▶ **Input records**
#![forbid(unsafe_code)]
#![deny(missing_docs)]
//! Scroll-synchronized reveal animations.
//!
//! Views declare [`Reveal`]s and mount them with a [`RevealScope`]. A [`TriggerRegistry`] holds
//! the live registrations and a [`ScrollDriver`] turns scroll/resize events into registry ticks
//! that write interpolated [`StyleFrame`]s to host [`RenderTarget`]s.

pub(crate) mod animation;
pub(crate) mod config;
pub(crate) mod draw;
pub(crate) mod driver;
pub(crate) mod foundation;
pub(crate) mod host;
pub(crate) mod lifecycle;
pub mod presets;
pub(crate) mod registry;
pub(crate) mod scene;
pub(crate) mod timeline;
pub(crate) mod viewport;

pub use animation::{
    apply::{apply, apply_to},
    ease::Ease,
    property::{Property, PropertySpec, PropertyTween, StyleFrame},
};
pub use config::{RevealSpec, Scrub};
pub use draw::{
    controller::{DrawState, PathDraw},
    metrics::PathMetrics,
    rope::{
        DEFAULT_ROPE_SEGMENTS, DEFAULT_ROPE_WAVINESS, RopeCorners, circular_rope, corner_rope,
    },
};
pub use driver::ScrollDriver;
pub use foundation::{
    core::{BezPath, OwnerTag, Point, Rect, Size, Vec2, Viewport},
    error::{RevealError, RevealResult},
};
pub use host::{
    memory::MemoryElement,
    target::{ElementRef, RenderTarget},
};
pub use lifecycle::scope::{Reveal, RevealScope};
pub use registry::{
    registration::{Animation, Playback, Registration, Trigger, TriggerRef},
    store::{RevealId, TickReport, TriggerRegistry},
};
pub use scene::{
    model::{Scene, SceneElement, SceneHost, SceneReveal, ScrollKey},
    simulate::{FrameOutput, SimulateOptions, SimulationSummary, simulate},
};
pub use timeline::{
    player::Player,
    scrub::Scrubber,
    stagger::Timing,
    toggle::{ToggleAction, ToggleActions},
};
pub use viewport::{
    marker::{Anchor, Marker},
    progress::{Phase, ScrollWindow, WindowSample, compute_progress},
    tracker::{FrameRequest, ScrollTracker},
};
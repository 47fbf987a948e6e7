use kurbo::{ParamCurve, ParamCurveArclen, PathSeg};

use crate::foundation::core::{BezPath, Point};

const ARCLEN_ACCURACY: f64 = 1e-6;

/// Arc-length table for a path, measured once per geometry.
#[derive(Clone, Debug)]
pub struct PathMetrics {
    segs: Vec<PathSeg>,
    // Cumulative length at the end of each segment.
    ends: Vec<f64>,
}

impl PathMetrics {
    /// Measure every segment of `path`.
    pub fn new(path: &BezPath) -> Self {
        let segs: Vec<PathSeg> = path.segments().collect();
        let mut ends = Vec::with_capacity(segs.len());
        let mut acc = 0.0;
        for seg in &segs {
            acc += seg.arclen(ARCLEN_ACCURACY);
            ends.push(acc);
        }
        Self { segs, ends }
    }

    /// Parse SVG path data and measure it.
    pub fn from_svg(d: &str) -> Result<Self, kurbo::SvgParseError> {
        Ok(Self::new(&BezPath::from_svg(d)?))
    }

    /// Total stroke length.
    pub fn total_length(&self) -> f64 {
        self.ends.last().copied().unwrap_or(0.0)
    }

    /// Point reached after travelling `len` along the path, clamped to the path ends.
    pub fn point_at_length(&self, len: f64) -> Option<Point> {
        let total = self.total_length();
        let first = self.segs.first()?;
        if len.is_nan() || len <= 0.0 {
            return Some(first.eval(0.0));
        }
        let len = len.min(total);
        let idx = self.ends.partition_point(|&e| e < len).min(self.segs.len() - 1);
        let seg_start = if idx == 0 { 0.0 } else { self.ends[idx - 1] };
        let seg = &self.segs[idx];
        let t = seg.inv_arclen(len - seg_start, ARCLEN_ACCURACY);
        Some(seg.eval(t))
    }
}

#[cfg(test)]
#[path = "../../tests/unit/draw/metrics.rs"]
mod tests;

▶ **Assignment**
Copy out every line in the listing where the word "lifecycle" appears.

▶ **Completed exercise**
pub(crate) mod lifecycle;
pub use lifecycle::scope::{Reveal, RevealScope};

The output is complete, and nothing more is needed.